Carlos contends that the ALJ improperly cherry-picked the treatment records to focus on temporary improvements in his condition and to exaggerate the degree to which he obtained relief from his second surgery, physical therapy, and medications. The Court agrees. The record as whole demonstrates that Carlos continued to struggle with significant and increasing pain despite two surgeries, several rounds of physical therapy, and multiple medication trials. For instance, the ALJ cited Dr. Ameha Joba's treatment note on January 20, 2016 as evidence that Carlos's "pain improved over time." (R. 49, 463). At that time, treating podiatrist Dr. Joba noted that Carlos was attending physical therapy and reported that his pain level was regularly 3/10. Id. at 463. The ALJ failed to mention, however, that on April 5, 2016, after completing that course of physical therapy, Carlos had "not noticed any improvement in pain." Id. at 458. Carlos reported to Dr. Joba that his pain level was currently 5/10 when sitting but could get up to 7-8/10 while walking. Id. Given the x-ray findings, clinical symptoms, and "failed conservative treatment including PT [and] PRP injections," Dr. Joba recommended that Carlos undergo a left calcaneal exostectomy with hardware removal. Id. at 459. Carlos underwent a second Achilles surgery ten days later on April 15, 2016. Id. at 35-36.

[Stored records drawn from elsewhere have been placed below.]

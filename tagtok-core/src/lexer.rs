//! Default buffer-backed token source.
//!
//! A two-mode scanner over an in-memory `&str`. Outside tags, everything
//! up to the next `<` is a single `Text` token (found with `memchr`).
//! Inside a tag, characters classify into the tag-syntax kinds: words,
//! whitespace runs, `=`, `/`, quoted literals, and the closing `>` which
//! flips back to text mode.
//!
//! All token boundaries land on ASCII delimiter characters, so spans are
//! always valid `char` boundaries even in multibyte input.

use memchr::memchr;

use crate::span::{Location, Span};
use crate::token::{SourceError, TokenKind, TokenSource};

/// Characters that terminate a `Word` inside a tag.
#[inline]
fn is_word_boundary(byte: u8) -> bool {
    matches!(
        byte,
        b' ' | b'\t' | b'\r' | b'\n' | b'=' | b'/' | b'<' | b'>' | b'"' | b'\''
    )
}

/// Buffer-backed [`TokenSource`] over `&str` input.
#[derive(Debug)]
pub struct Lexer<'a> {
    input: &'a str,
    /// Offset of the next unread byte
    pos: usize,
    /// Offset where the current token started
    token_start: usize,
    /// Line/column of the current token's first character
    token_location: Location,
    /// Line/column of the next unread character
    line: u32,
    column: u32,
    /// Whether we are between `<` and `>`
    in_tag: bool,
    /// Set once `Eof` has been yielded
    finished: bool,
}

impl<'a> Lexer<'a> {
    /// Create a lexer over an input buffer.
    pub fn new(input: &'a str) -> Self {
        Self {
            input,
            pos: 0,
            token_start: 0,
            token_location: Location::start(),
            line: 1,
            column: 1,
            in_tag: false,
            finished: false,
        }
    }

    /// Advance to `end`, updating line/column per character consumed.
    fn advance_to(&mut self, end: usize) {
        for ch in self.input[self.pos..end].chars() {
            if ch == '\n' {
                self.line += 1;
                self.column = 1;
            } else {
                self.column += 1;
            }
        }
        self.pos = end;
    }

    /// Scan one token starting at `self.pos` (not at end of input).
    fn scan(&mut self) -> TokenKind {
        let bytes = self.input.as_bytes();

        if !self.in_tag {
            if bytes[self.pos] == b'<' {
                self.advance_to(self.pos + 1);
                self.in_tag = true;
                return TokenKind::Lt;
            }
            let end = memchr(b'<', &bytes[self.pos..])
                .map(|found| self.pos + found)
                .unwrap_or(bytes.len());
            self.advance_to(end);
            return TokenKind::Text;
        }

        match bytes[self.pos] {
            b'>' => {
                self.advance_to(self.pos + 1);
                self.in_tag = false;
                TokenKind::Gt
            }
            b'<' => {
                self.advance_to(self.pos + 1);
                TokenKind::Lt
            }
            b'=' => {
                self.advance_to(self.pos + 1);
                TokenKind::Equals
            }
            b'/' => {
                self.advance_to(self.pos + 1);
                TokenKind::Slash
            }
            b' ' | b'\t' | b'\r' | b'\n' => {
                let mut end = self.pos + 1;
                while end < bytes.len() && bytes[end].is_ascii_whitespace() {
                    end += 1;
                }
                self.advance_to(end);
                TokenKind::Whitespace
            }
            quote @ (b'"' | b'\'') => {
                match memchr(quote, &bytes[self.pos + 1..]) {
                    Some(found) => {
                        // both delimiters included in the token
                        self.advance_to(self.pos + 1 + found + 1);
                        TokenKind::Quoted
                    }
                    None => {
                        // unterminated - a lone quote character
                        self.advance_to(self.pos + 1);
                        TokenKind::Quote
                    }
                }
            }
            _ => {
                let mut end = self.pos + 1;
                while end < bytes.len() && !is_word_boundary(bytes[end]) {
                    end += 1;
                }
                self.advance_to(end);
                TokenKind::Word
            }
        }
    }
}

impl<'a> TokenSource<'a> for Lexer<'a> {
    fn next_token(&mut self) -> Result<TokenKind, SourceError> {
        if self.pos >= self.input.len() {
            if self.finished {
                return Err(SourceError::Exhausted);
            }
            self.finished = true;
            self.token_start = self.pos;
            self.token_location = Location::new(self.line, self.column);
            return Ok(TokenKind::Eof);
        }
        self.token_start = self.pos;
        self.token_location = Location::new(self.line, self.column);
        let kind = self.scan();
        log::trace!(
            target: "tagtok.lexer",
            "token {:?} at {}..{}",
            kind,
            self.token_start,
            self.pos
        );
        Ok(kind)
    }

    fn current_text(&self) -> &'a str {
        &self.input[self.token_start..self.pos]
    }

    fn current_span(&self) -> Span {
        Span::new(self.token_start as u32, self.pos as u32)
    }

    fn location(&self) -> Location {
        self.token_location
    }
}

#[cfg(test)]
mod tests {
    use super::*;

    /// Collect (kind, text) pairs up to and including Eof.
    fn lex(input: &str) -> Vec<(TokenKind, &str)> {
        let mut lexer = Lexer::new(input);
        let mut tokens = Vec::new();
        loop {
            let kind = lexer.next_token().expect("lexed past end");
            tokens.push((kind, lexer.current_text()));
            if kind == TokenKind::Eof {
                return tokens;
            }
        }
    }

    #[test]
    fn test_text_and_simple_tag() {
        use TokenKind::*;
        assert_eq!(
            lex("hi<p>there"),
            vec![
                (Text, "hi"),
                (Lt, "<"),
                (Word, "p"),
                (Gt, ">"),
                (Text, "there"),
                (Eof, ""),
            ]
        );
    }

    #[test]
    fn test_tag_internals() {
        use TokenKind::*;
        assert_eq!(
            lex("<a href=\"x y\" checked/>"),
            vec![
                (Lt, "<"),
                (Word, "a"),
                (Whitespace, " "),
                (Word, "href"),
                (Equals, "="),
                (Quoted, "\"x y\""),
                (Whitespace, " "),
                (Word, "checked"),
                (Slash, "/"),
                (Gt, ">"),
                (Eof, ""),
            ]
        );
    }

    #[test]
    fn test_word_fragmented_by_slash_and_equals() {
        use TokenKind::*;
        assert_eq!(
            lex("<x a=b/c>"),
            vec![
                (Lt, "<"),
                (Word, "x"),
                (Whitespace, " "),
                (Word, "a"),
                (Equals, "="),
                (Word, "b"),
                (Slash, "/"),
                (Word, "c"),
                (Gt, ">"),
                (Eof, ""),
            ]
        );
    }

    #[test]
    fn test_single_quoted_literal() {
        let tokens = lex("<x a='v'>");
        assert!(tokens.contains(&(TokenKind::Quoted, "'v'")));
    }

    #[test]
    fn test_unterminated_quote_is_a_bare_quote_token() {
        use TokenKind::*;
        assert_eq!(
            lex("<x a=\">"),
            vec![
                (Lt, "<"),
                (Word, "x"),
                (Whitespace, " "),
                (Word, "a"),
                (Equals, "="),
                (Quote, "\""),
                (Gt, ">"),
                (Eof, ""),
            ]
        );
    }

    #[test]
    fn test_gt_leaves_tag_mode() {
        use TokenKind::*;
        assert_eq!(
            lex("<b>=/</b>"),
            vec![
                (Lt, "<"),
                (Word, "b"),
                (Gt, ">"),
                (Text, "=/"),
                (Lt, "<"),
                (Slash, "/"),
                (Word, "b"),
                (Gt, ">"),
                (Eof, ""),
            ]
        );
    }

    #[test]
    fn test_multibyte_text_and_words() {
        use TokenKind::*;
        assert_eq!(
            lex("héllo<täg ü=béta>"),
            vec![
                (Text, "héllo"),
                (Lt, "<"),
                (Word, "täg"),
                (Whitespace, " "),
                (Word, "ü"),
                (Equals, "="),
                (Word, "béta"),
                (Gt, ">"),
                (Eof, ""),
            ]
        );
    }

    #[test]
    fn test_spans_are_contiguous() {
        let input = "a<b c=\"d\">e";
        let mut lexer = Lexer::new(input);
        let mut expected_start = 0;
        loop {
            let kind = lexer.next_token().unwrap();
            let span = lexer.current_span();
            assert_eq!(span.start, expected_start);
            expected_start = span.end;
            if kind == TokenKind::Eof {
                break;
            }
        }
        assert_eq!(expected_start as usize, input.len());
    }

    #[test]
    fn test_location_tracking() {
        let mut lexer = Lexer::new("ab\ncd<p>");
        lexer.next_token().unwrap(); // Text "ab\ncd"
        assert_eq!(lexer.location(), Location::new(1, 1));
        lexer.next_token().unwrap(); // Lt
        assert_eq!(lexer.location(), Location::new(2, 3));
        lexer.next_token().unwrap(); // Word "p"
        assert_eq!(lexer.location(), Location::new(2, 4));
    }

    #[test]
    fn test_exhaustion_after_eof() {
        let mut lexer = Lexer::new("");
        assert_eq!(lexer.next_token(), Ok(TokenKind::Eof));
        assert_eq!(lexer.next_token(), Err(SourceError::Exhausted));
    }
}
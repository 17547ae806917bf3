use std::process::ExitCode;

use clap::Parser;

mod cli;
mod commands;
mod error_mapping;

use cli::Cli;

#[tokio::main]
async fn main() -> ExitCode {
    let cli = Cli::parse();

    if let Err(e) = ventwise_core::init(cli.verbose) {
        eprintln!("{:#}", e);
        return ExitCode::FAILURE;
    }

    match commands::run(cli).await {
        Ok(()) => ExitCode::SUCCESS,
        Err(e) => {
            tracing::error!("Command failed: {}", e);
            eprintln!("{}", e.user_message());
            if let Some(hint) = e.hint() {
                eprintln!("{}", hint);
            }
            ExitCode::from(error_mapping::exit_code(&e))
        }
    }
}
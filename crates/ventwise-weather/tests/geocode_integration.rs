//! Integration tests for Geocoder and location resolution using wiremock.

use ventwise_core::{GeocodingConfig, LocationConfig};
use ventwise_weather::{
    resolve_location, Geocoder, Location, LocationError, LocationQuery, WeatherError,
};
use wiremock::matchers::{header, method, path, query_param};
use wiremock::{Mock, MockServer, ResponseTemplate};

fn geocoder_for(server: &MockServer) -> Geocoder {
    let config = GeocodingConfig {
        search_url: format!("{}/search", server.uri()),
        reverse_url: format!("{}/reverse", server.uri()),
        user_agent: "Ventwise-Test/1.0".to_string(),
        result_limit: 3,
    };
    Geocoder::new(&config).unwrap()
}

fn search_hits() -> serde_json::Value {
    serde_json::json!([
        {
            "lat": "52.5170365",
            "lon": "13.3888599",
            "display_name": "Berlin, Deutschland",
            "address": { "city": "Berlin", "country": "Deutschland" }
        },
        {
            "lat": "39.9845",
            "lon": "-75.0191",
            "display_name": "Berlin, Camden County, New Jersey, United States",
            "address": { "town": "Berlin", "state": "New Jersey", "country": "United States" }
        },
        {
            "lat": "not-a-number",
            "lon": "0",
            "display_name": "Broken"
        }
    ])
}

#[tokio::test]
async fn test_search_returns_named_matches() {
    let mock_server = MockServer::start().await;

    Mock::given(method("GET"))
        .and(path("/search"))
        .and(query_param("q", "Berlin"))
        .and(query_param("format", "json"))
        .and(query_param("limit", "3"))
        .and(header("user-agent", "Ventwise-Test/1.0"))
        .respond_with(ResponseTemplate::new(200).set_body_json(search_hits()))
        .expect(1)
        .mount(&mock_server)
        .await;

    let cities = geocoder_for(&mock_server).search("  Berlin ").await;

    assert_eq!(cities.len(), 2);
    assert_eq!(cities[0].name, "Berlin, Deutschland");
    assert_eq!(cities[1].name, "Berlin, New Jersey");
    assert!((cities[0].latitude - 52.517).abs() < 0.001);
}

#[tokio::test]
async fn test_search_failures_return_no_matches() {
    let mock_server = MockServer::start().await;

    Mock::given(method("GET"))
        .and(path("/search"))
        .and(query_param("q", "Oslo"))
        .respond_with(ResponseTemplate::new(403).set_body_string("blocked"))
        .mount(&mock_server)
        .await;
    Mock::given(method("GET"))
        .and(path("/search"))
        .and(query_param("q", "Bergen"))
        .respond_with(ResponseTemplate::new(200).set_body_string("<html>"))
        .mount(&mock_server)
        .await;

    let geocoder = geocoder_for(&mock_server);
    assert!(geocoder.search("Oslo").await.is_empty());
    assert!(geocoder.search("Bergen").await.is_empty());
}

#[tokio::test]
async fn test_resolve_city_during_outage_is_not_found() {
    let mock_server = MockServer::start().await;

    Mock::given(method("GET"))
        .and(path("/search"))
        .respond_with(ResponseTemplate::new(500))
        .mount(&mock_server)
        .await;

    let err = resolve_location(
        &LocationQuery::City("Oslo".to_string()),
        &LocationConfig::default(),
        &geocoder_for(&mock_server),
    )
    .await
    .unwrap_err();

    assert!(matches!(
        err,
        WeatherError::Location(LocationError::NotFound(ref name)) if name == "Oslo"
    ));
}

#[tokio::test]
async fn test_reverse_builds_place_name() {
    let mock_server = MockServer::start().await;

    Mock::given(method("GET"))
        .and(path("/reverse"))
        .and(query_param("format", "json"))
        .respond_with(ResponseTemplate::new(200).set_body_json(serde_json::json!({
            "display_name": "Seattle, King County, Washington, United States",
            "address": { "city": "Seattle", "state": "Washington", "country": "United States" }
        })))
        .mount(&mock_server)
        .await;

    let loc = Location::new(47.6062, -122.3321).unwrap();
    let name = geocoder_for(&mock_server).reverse(&loc).await;
    assert_eq!(name.as_deref(), Some("Seattle, Washington"));
}

#[tokio::test]
async fn test_reverse_failure_is_none() {
    let mock_server = MockServer::start().await;

    Mock::given(method("GET"))
        .and(path("/reverse"))
        .respond_with(ResponseTemplate::new(500))
        .mount(&mock_server)
        .await;

    let loc = Location::new(0.0, 0.0).unwrap();
    assert!(geocoder_for(&mock_server).reverse(&loc).await.is_none());
}

#[tokio::test]
async fn test_resolve_city_uses_best_match() {
    let mock_server = MockServer::start().await;

    Mock::given(method("GET"))
        .and(path("/search"))
        .respond_with(ResponseTemplate::new(200).set_body_json(search_hits()))
        .mount(&mock_server)
        .await;

    let loc = resolve_location(
        &LocationQuery::City("Berlin".to_string()),
        &LocationConfig::default(),
        &geocoder_for(&mock_server),
    )
    .await
    .unwrap();

    assert_eq!(loc.city_name.as_deref(), Some("Berlin, Deutschland"));
}

#[tokio::test]
async fn test_resolve_unknown_city_is_not_found() {
    let mock_server = MockServer::start().await;

    Mock::given(method("GET"))
        .and(path("/search"))
        .respond_with(ResponseTemplate::new(200).set_body_json(serde_json::json!([])))
        .mount(&mock_server)
        .await;

    let err = resolve_location(
        &LocationQuery::City("Atlantis".to_string()),
        &LocationConfig::default(),
        &geocoder_for(&mock_server),
    )
    .await
    .unwrap_err();

    assert!(matches!(
        err,
        WeatherError::Location(LocationError::NotFound(ref name)) if name == "Atlantis"
    ));
}

#[tokio::test]
async fn test_resolve_coordinates_attaches_place_name() {
    let mock_server = MockServer::start().await;

    Mock::given(method("GET"))
        .and(path("/reverse"))
        .respond_with(ResponseTemplate::new(200).set_body_json(serde_json::json!({
            "address": { "town": "Tromsø", "country": "Norge" }
        })))
        .mount(&mock_server)
        .await;

    let loc = resolve_location(
        &LocationQuery::Coordinates {
            latitude: 69.65,
            longitude: 18.96,
        },
        &LocationConfig::default(),
        &geocoder_for(&mock_server),
    )
    .await
    .unwrap();

    assert_eq!(loc.label(), "Tromsø, Norge");
}
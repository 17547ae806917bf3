//! Indoor vs. outdoor humidity comparison for Ventwise
//!
//! Converts temperature and relative humidity into absolute humidity and
//! turns the indoor/outdoor difference into window advice.

pub mod advisor;
pub mod error;
pub mod levels;
pub mod psychrometrics;
pub mod reading;
pub mod recommendation;
pub mod store;

pub use advisor::{evaluate, Evaluation};
pub use error::{EvaluationError, StoreError};
pub use levels::HumidityLevel;
pub use psychrometrics::{absolute_humidity, vapor_pressure};
pub use reading::{IndoorConditions, OutdoorReading, Reading, Side};
pub use recommendation::{recommend, Advice, Recommendation, WindowAction};
pub use store::IndoorStore;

The treatment record does show some limited improvement on a temporary basis in Carlos's pain symptoms following his second surgery in April 2016 and several courses of physical therapy thereafter. But the ALJ cherry-picked evidence from the record to support her finding that Carlos had sustained pain improvement over the period at issue, while ignoring ongoing reports of significant pain. A full review of the record indicates that Carlos did not achieve meaningful pain reduction and in fact, his pain symptoms worsened over time. The ALJ focused on postoperative reports by Carlos in June 2016 that his "pain was significantly better after surgery" and in July 2016 that he was "ambulating in open sandals with no complaints" and "displayed only mild pain in the left foot to palpation." (R. 49, 450, 451). Yet, the ALJ failed to note that two months later at his next appointment in September 2016, Carlos complained to his podiatrist Dr. Michael Maghrabi that he "continues to feel pain to posterior left heel, especially during ambulation," "is unable to tolerate regular shoe gear with closed back," and "notices some swelling to the area." Id. at 572. Carlos reported completing a course of physical therapy since his last visit with "some pain improvement," and Dr. Maghrabi sent him for a second course of physical therapy. Id. at 572-73. Similarly, in November 2016, Carlos stated that he "continues to feel pain to posterior left heel, especially during ambulation and when walking fast" and "[h]e remains unable to wear closed back shoes due to pain." Id. at 570. Because Carlos had noticed "some improvement with physical therapy," Dr. Maghrabi sent him for another round of physical therapy. Id. at 571.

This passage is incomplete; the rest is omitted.